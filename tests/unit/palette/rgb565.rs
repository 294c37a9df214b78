use super::*;

#[test]
fn pure_red_sets_only_the_red_field() {
    assert_eq!(pack_rgb565(Rgb8::new(255, 0, 0)), 0xF800);
    assert_eq!(pack_rgb565(Rgb8::new(0, 255, 0)), 0x07E0);
    assert_eq!(pack_rgb565(Rgb8::new(0, 0, 255)), 0x001F);
}

#[test]
fn black_and_white_are_extremes() {
    assert_eq!(pack_rgb565(Rgb8::BLACK), 0);
    assert_eq!(pack_rgb565(Rgb8::WHITE), 0xFFFF);
}

#[test]
fn packing_keeps_top_bits() {
    // 0b1000_0111 -> 0b10000, 0b0100_0011 -> 0b010000, 0b1111_1000 -> 0b11111
    let packed = pack_rgb565(Rgb8::new(0x87, 0x43, 0xF8));
    assert_eq!(packed >> 11, 0b10000);
    assert_eq!((packed >> 5) & 0x3f, 0b010000);
    assert_eq!(packed & 0x1f, 0b11111);
}

#[test]
fn unpack_replicates_bits_and_is_stable() {
    assert_eq!(unpack_rgb565(0xFFFF), Rgb8::WHITE);
    assert_eq!(unpack_rgb565(0), Rgb8::BLACK);
    assert_eq!(unpack_rgb565(0xF800), Rgb8::new(255, 0, 0));
    for v in [0x1234u16, 0xABCD, 0x7BEF] {
        assert_eq!(pack_rgb565(unpack_rgb565(v)), v);
    }
}
use std::io::{Seek, SeekFrom, Write};

use crate::foundation::core::Frame;
use crate::foundation::error::{PalError, PalResult};
use crate::palette::model::Palette;
use crate::quantize::quantize_frame;
use crate::rle::encode_into;
use crate::stream::format::{FRAME_COUNT_OFFSET, StreamHeader};

/// Streaming writer for the palstream layout.
///
/// Header and palette are written by [`StreamWriter::begin`]; each `push_*` call appends exactly
/// one frame record, in call order. Nothing beyond the current frame is buffered.
///
/// The header `frame_count` given to `begin` is provisional: [`StreamWriter::finish`] seeks back
/// and replaces it with the number of frames actually written, so a finished stream always has a
/// consistent count. A stream that is never finished keeps the provisional value.
pub struct StreamWriter<W: Write + Seek> {
    inner: W,
    start: u64,
    header: StreamHeader,
    palette: Palette,
    frames_written: u32,
    bytes_written: u64,
    scratch: Vec<u8>,
}

impl<W: Write + Seek> StreamWriter<W> {
    /// Write header and palette table at the sink's current position.
    pub fn begin(mut inner: W, header: StreamHeader, palette: &Palette) -> PalResult<Self> {
        if usize::from(header.palette_len) != palette.len() {
            return Err(PalError::validation(format!(
                "header palette size {} does not match palette with {} colors",
                header.palette_len,
                palette.len()
            )));
        }

        let start = inner.stream_position()?;
        inner.write_all(&header.to_bytes())?;
        let mut table = Vec::with_capacity(palette.len() * 2);
        for packed in palette.to_rgb565() {
            table.extend_from_slice(&packed.to_be_bytes());
        }
        inner.write_all(&table)?;

        tracing::info!(
            frames = header.frame_count,
            width = header.width,
            height = header.height,
            fps = header.fps,
            colors = palette.len(),
            "stream started"
        );

        Ok(Self {
            inner,
            start,
            header,
            palette: palette.clone(),
            frames_written: 0,
            bytes_written: (header.to_bytes().len() + table.len()) as u64,
            scratch: Vec::with_capacity(header.pixel_count() * 2),
        })
    }

    /// Header as written by `begin`.
    pub fn header(&self) -> &StreamHeader {
        &self.header
    }

    /// Frame records written so far.
    pub fn frames_written(&self) -> u32 {
        self.frames_written
    }

    /// Total bytes written so far, header included.
    pub fn bytes_written(&self) -> u64 {
        self.bytes_written
    }

    /// Quantize, run-length encode and append one frame.
    pub fn push_frame(&mut self, frame: &Frame) -> PalResult<()> {
        if frame.width != u32::from(self.header.width)
            || frame.height != u32::from(self.header.height)
        {
            return Err(PalError::validation(format!(
                "frame size mismatch: got {}x{}, expected {}x{}",
                frame.width, frame.height, self.header.width, self.header.height
            )));
        }
        let indices = quantize_frame(frame, &self.palette)?;
        self.push_indices(&indices)
    }

    /// Run-length encode and append one frame of palette indices.
    pub fn push_indices(&mut self, indices: &[u8]) -> PalResult<()> {
        if indices.len() != self.header.pixel_count() {
            return Err(PalError::validation(format!(
                "index count mismatch: got {}, expected {}",
                indices.len(),
                self.header.pixel_count()
            )));
        }
        if let Some(bad) = indices
            .iter()
            .find(|&&i| usize::from(i) >= self.palette.len())
        {
            return Err(PalError::validation(format!(
                "palette index {bad} out of range for {} colors",
                self.palette.len()
            )));
        }

        let mut scratch = std::mem::take(&mut self.scratch);
        scratch.clear();
        encode_into(indices, &mut scratch);
        let res = self.push_record(&scratch);
        self.scratch = scratch;
        res
    }

    /// Append an already encoded record block (length prefix is added here).
    pub(crate) fn push_record(&mut self, record: &[u8]) -> PalResult<()> {
        let len = u32::try_from(record.len()).map_err(|_| {
            PalError::validation(format!("frame record of {} bytes is too large", record.len()))
        })?;
        if self.frames_written == u32::MAX {
            return Err(PalError::validation("stream frame count overflow"));
        }
        self.inner.write_all(&len.to_be_bytes())?;
        self.inner.write_all(record)?;
        self.frames_written += 1;
        self.bytes_written += 4 + u64::from(len);
        tracing::debug!(frame = self.frames_written - 1, bytes = len, "frame written");
        Ok(())
    }

    /// Patch the header frame count, flush, and hand back the sink.
    pub fn finish(mut self) -> PalResult<W> {
        if self.frames_written != self.header.frame_count {
            tracing::warn!(
                declared = self.header.frame_count,
                written = self.frames_written,
                "source frame count differs from frames written; header patched"
            );
        }

        self.inner.flush()?;
        let end = self.inner.stream_position()?;
        self.inner
            .seek(SeekFrom::Start(self.start + FRAME_COUNT_OFFSET))?;
        self.inner.write_all(&self.frames_written.to_be_bytes())?;
        self.inner.seek(SeekFrom::Start(end))?;
        self.inner.flush()?;

        tracing::info!(
            frames = self.frames_written,
            bytes = self.bytes_written,
            "stream finished"
        );
        Ok(self.inner)
    }
}

#[cfg(test)]
#[path = "../../tests/unit/stream/writer.rs"]
mod tests;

###

ACTIVITY
In the entries above, find each line with the word "usize" and return it.

EXERCISE ANSWER
        if usize::from(header.palette_len) != palette.len() {
            .find(|&&i| usize::from(i) >= self.palette.len())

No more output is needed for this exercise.